▸ INPUT DATA
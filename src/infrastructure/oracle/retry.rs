//! Retry policy with exponential backoff for oracle requests.
//!
//! Backoff doubles per attempt and is capped: with the defaults,
//! 10s → 20s → 40s → ... → 300s (max).
//!
//! Only transient errors (network, quota, backend 5xx) are retried;
//! authentication and malformed-payload errors fail immediately.

use std::future::Future;
use std::time::Duration;

use tokio::time::sleep;
use tracing::{debug, warn};

use crate::domain::models::RetryConfig;
use crate::domain::ports::OracleError;

/// Retry policy configuration for handling transient oracle errors.
#[derive(Debug, Clone)]
pub struct RetryPolicy {
    /// Maximum number of retry attempts.
    max_retries: u32,
    /// Initial backoff duration in milliseconds.
    initial_backoff_ms: u64,
    /// Maximum backoff duration in milliseconds.
    max_backoff_ms: u64,
}

impl RetryPolicy {
    pub fn new(max_retries: u32, initial_backoff_ms: u64, max_backoff_ms: u64) -> Self {
        Self {
            max_retries,
            initial_backoff_ms,
            max_backoff_ms,
        }
    }

    /// Execute an operation with exponential backoff retry logic.
    pub async fn execute<F, Fut, T>(&self, mut operation: F) -> Result<T, OracleError>
    where
        F: FnMut() -> Fut,
        Fut: Future<Output = Result<T, OracleError>>,
    {
        let mut attempt = 0;

        loop {
            match operation().await {
                Ok(result) => {
                    if attempt > 0 {
                        debug!("Oracle call succeeded after {} retries", attempt);
                    }
                    return Ok(result);
                }
                Err(err) => {
                    if self.should_retry(&err, attempt) {
                        let backoff = self.calculate_backoff(attempt);
                        warn!(
                            "Oracle attempt {} failed with transient error: {}. Retrying in {:?}",
                            attempt + 1,
                            err,
                            backoff
                        );
                        sleep(backoff).await;
                        attempt += 1;
                    } else {
                        if attempt >= self.max_retries {
                            warn!("Oracle failed after {} attempts: {}", attempt + 1, err);
                        } else {
                            debug!("Permanent oracle error, not retrying: {}", err);
                        }
                        return Err(err);
                    }
                }
            }
        }
    }

    /// Formula: `min(initial_backoff * 2^attempt, max_backoff)`.
    fn calculate_backoff(&self, attempt: u32) -> Duration {
        let backoff_ms = self
            .initial_backoff_ms
            .saturating_mul(2_u64.saturating_pow(attempt))
            .min(self.max_backoff_ms);
        Duration::from_millis(backoff_ms)
    }

    fn should_retry(&self, error: &OracleError, attempt: u32) -> bool {
        attempt < self.max_retries && error.is_transient()
    }
}

impl From<&RetryConfig> for RetryPolicy {
    fn from(config: &RetryConfig) -> Self {
        Self::new(
            config.max_retries,
            config.initial_backoff_ms,
            config.max_backoff_ms,
        )
    }
}

impl Default for RetryPolicy {
    fn default() -> Self {
        Self::from(&RetryConfig::default())
    }
}

#[cfg(test)]
mod tests {
    use super::*;
    use std::sync::atomic::{AtomicU32, Ordering};
    use std::sync::Arc;

    #[test]
    fn backoff_doubles_and_caps() {
        let policy = RetryPolicy::new(5, 1000, 60000);

        assert_eq!(policy.calculate_backoff(0), Duration::from_millis(1000));
        assert_eq!(policy.calculate_backoff(1), Duration::from_millis(2000));
        assert_eq!(policy.calculate_backoff(2), Duration::from_millis(4000));
        assert_eq!(policy.calculate_backoff(5), Duration::from_millis(32000));
        assert_eq!(policy.calculate_backoff(6), Duration::from_millis(60000));
        assert_eq!(policy.calculate_backoff(7), Duration::from_millis(60000));
    }

    #[test]
    fn transient_errors_are_retried_within_budget() {
        let policy = RetryPolicy::new(3, 100, 1000);

        assert!(policy.should_retry(&OracleError::Network("reset".into()), 0));
        assert!(policy.should_retry(&OracleError::Quota("429".into()), 2));
        assert!(!policy.should_retry(&OracleError::Network("reset".into()), 3));
        assert!(!policy.should_retry(&OracleError::Auth("401".into()), 0));
        assert!(!policy.should_retry(&OracleError::Malformed("bad".into()), 0));
    }

    #[tokio::test]
    async fn succeeds_after_transient_failures() {
        let policy = RetryPolicy::new(3, 10, 50);
        let calls = Arc::new(AtomicU32::new(0));

        let result = policy
            .execute(|| {
                let calls = Arc::clone(&calls);
                async move {
                    if calls.fetch_add(1, Ordering::SeqCst) < 2 {
                        Err(OracleError::Backend("500".into()))
                    } else {
                        Ok(42)
                    }
                }
            })
            .await;

        assert_eq!(result.unwrap(), 42);
        assert_eq!(calls.load(Ordering::SeqCst), 3);
    }

    #[tokio::test]
    async fn permanent_errors_fail_immediately() {
        let policy = RetryPolicy::new(3, 10, 50);
        let calls = Arc::new(AtomicU32::new(0));

        let result: Result<(), _> = policy
            .execute(|| {
                let calls = Arc::clone(&calls);
                async move {
                    calls.fetch_add(1, Ordering::SeqCst);
                    Err(OracleError::Auth("invalid key".into()))
                }
            })
            .await;

        assert!(result.is_err());
        assert_eq!(calls.load(Ordering::SeqCst), 1);
    }

    #[tokio::test]
    async fn budget_exhaustion_surfaces_the_error() {
        let policy = RetryPolicy::new(2, 10, 50);
        let calls = Arc::new(AtomicU32::new(0));

        let result: Result<(), _> = policy
            .execute(|| {
                let calls = Arc::clone(&calls);
                async move {
                    calls.fetch_add(1, Ordering::SeqCst);
                    Err(OracleError::Network("down".into()))
                }
            })
            .await;

        assert!(matches!(result, Err(OracleError::Network(_))));
        // Initial call + 2 retries.
        assert_eq!(calls.load(Ordering::SeqCst), 3);
    }
}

▸ EXERCISE
Word for word, return each of the entries shown above.

▸ SOLVED PROBLEM
filename src/infrastructure/oracle/retry.rs
//! Retry policy with exponential backoff for oracle requests.
//!
//! Backoff doubles per attempt and is capped: with the defaults,
//! 10s → 20s → 40s → ... → 300s (max).
//!
//! Only transient errors (network, quota, backend 5xx) are retried;
//! authentication and malformed-payload errors fail immediately.

use std::future::Future;
use std::time::Duration;

use tokio::time::sleep;
use tracing::{debug, warn};

use crate::domain::models::RetryConfig;
use crate::domain::ports::OracleError;

/// Retry policy configuration for handling transient oracle errors.
#[derive(Debug, Clone)]
pub struct RetryPolicy {
    /// Maximum number of retry attempts.
    max_retries: u32,
    /// Initial backoff duration in milliseconds.
    initial_backoff_ms: u64,
    /// Maximum backoff duration in milliseconds.
    max_backoff_ms: u64,
}

impl RetryPolicy {
    pub fn new(max_retries: u32, initial_backoff_ms: u64, max_backoff_ms: u64) -> Self {
        Self {
            max_retries,
            initial_backoff_ms,
            max_backoff_ms,
        }
    }

    /// Execute an operation with exponential backoff retry logic.
    pub async fn execute<F, Fut, T>(&self, mut operation: F) -> Result<T, OracleError>
    where
        F: FnMut() -> Fut,
        Fut: Future<Output = Result<T, OracleError>>,
    {
        let mut attempt = 0;

        loop {
            match operation().await {
                Ok(result) => {
                    if attempt > 0 {
                        debug!("Oracle call succeeded after {} retries", attempt);
                    }
                    return Ok(result);
                }
                Err(err) => {
                    if self.should_retry(&err, attempt) {
                        let backoff = self.calculate_backoff(attempt);
                        warn!(
                            "Oracle attempt {} failed with transient error: {}. Retrying in {:?}",
                            attempt + 1,
                            err,
                            backoff
                        );
                        sleep(backoff).await;
                        attempt += 1;
                    } else {
                        if attempt >= self.max_retries {
                            warn!("Oracle failed after {} attempts: {}", attempt + 1, err);
                        } else {
                            debug!("Permanent oracle error, not retrying: {}", err);
                        }
                        return Err(err);
                    }
                }
            }
        }
    }

    /// Formula: `min(initial_backoff * 2^attempt, max_backoff)`.
    fn calculate_backoff(&self, attempt: u32) -> Duration {
        let backoff_ms = self
            .initial_backoff_ms
            .saturating_mul(2_u64.saturating_pow(attempt))
            .min(self.max_backoff_ms);
        Duration::from_millis(backoff_ms)
    }

    fn should_retry(&self, error: &OracleError, attempt: u32) -> bool {
        attempt < self.max_retries && error.is_transient()
    }
}

impl From<&RetryConfig> for RetryPolicy {
    fn from(config: &RetryConfig) -> Self {
        Self::new(
            config.max_retries,
            config.initial_backoff_ms,
            config.max_backoff_ms,
        )
    }
}

impl Default for RetryPolicy {
    fn default() -> Self {
        Self::from(&RetryConfig::default())
    }
}

#[cfg(test)]
mod tests {
    use super::*;
    use std::sync::atomic::{AtomicU32, Ordering};
    use std::sync::Arc;

    #[test]
    fn backoff_doubles_and_caps() {
        let policy = RetryPolicy::new(5, 1000, 60000);

        assert_eq!(policy.calculate_backoff(0), Duration::from_millis(1000));
        assert_eq!(policy.calculate_backoff(1), Duration::from_millis(2000));
        assert_eq!(policy.calculate_backoff(2), Duration::from_millis(4000));
        assert_eq!(policy.calculate_backoff(5), Duration::from_millis(32000));
        assert_eq!(policy.calculate_backoff(6), Duration::from_millis(60000));
        assert_eq!(policy.calculate_backoff(7), Duration::from_millis(60000));
    }

    #[test]
    fn transient_errors_are_retried_within_budget() {
        let policy = RetryPolicy::new(3, 100, 1000);

        assert!(policy.should_retry(&OracleError::Network("reset".into()), 0));
        assert!(policy.should_retry(&OracleError::Quota("429".into()), 2));
        assert!(!policy.should_retry(&OracleError::Network("reset".into()), 3));
        assert!(!policy.should_retry(&OracleError::Auth("401".into()), 0));
        assert!(!policy.should_retry(&OracleError::Malformed("bad".into()), 0));
    }

    #[tokio::test]
    async fn succeeds_after_transient_failures() {
        let policy = RetryPolicy::new(3, 10, 50);
        let calls = Arc::new(AtomicU32::new(0));

        let result = policy
            .execute(|| {
                let calls = Arc::clone(&calls);
                async move {
                    if calls.fetch_add(1, Ordering::SeqCst) < 2 {
                        Err(OracleError::Backend("500".into()))
                    } else {
                        Ok(42)
                    }
                }
            })
            .await;

        assert_eq!(result.unwrap(), 42);
        assert_eq!(calls.load(Ordering::SeqCst), 3);
    }

    #[tokio::test]
    async fn permanent_errors_fail_immediately() {
        let policy = RetryPolicy::new(3, 10, 50);
        let calls = Arc::new(AtomicU32::new(0));

        let result: Result<(), _> = policy
            .execute(|| {
                let calls = Arc::clone(&calls);
                async move {
                    calls.fetch_add(1, Ordering::SeqCst);
                    Err(OracleError::Auth("invalid key".into()))
                }
            })
            .await;

        assert!(result.is_err());
        assert_eq!(calls.load(Ordering::SeqCst), 1);
    }

    #[tokio::test]
    async fn budget_exhaustion_surfaces_the_error() {
        let policy = RetryPolicy::new(2, 10, 50);
        let calls = Arc::new(AtomicU32::new(0));

        let result: Result<(), _> = policy
            .execute(|| {
                let calls = Arc::clone(&calls);
                async move {
                    calls.fetch_add(1, Ordering::SeqCst);
                    Err(OracleError::Network("down".into()))
                }
            })
            .await;

        assert!(matches!(result, Err(OracleError::Network(_))));
        // Initial call + 2 retries.
        assert_eq!(calls.load(Ordering::SeqCst), 3);
    }
}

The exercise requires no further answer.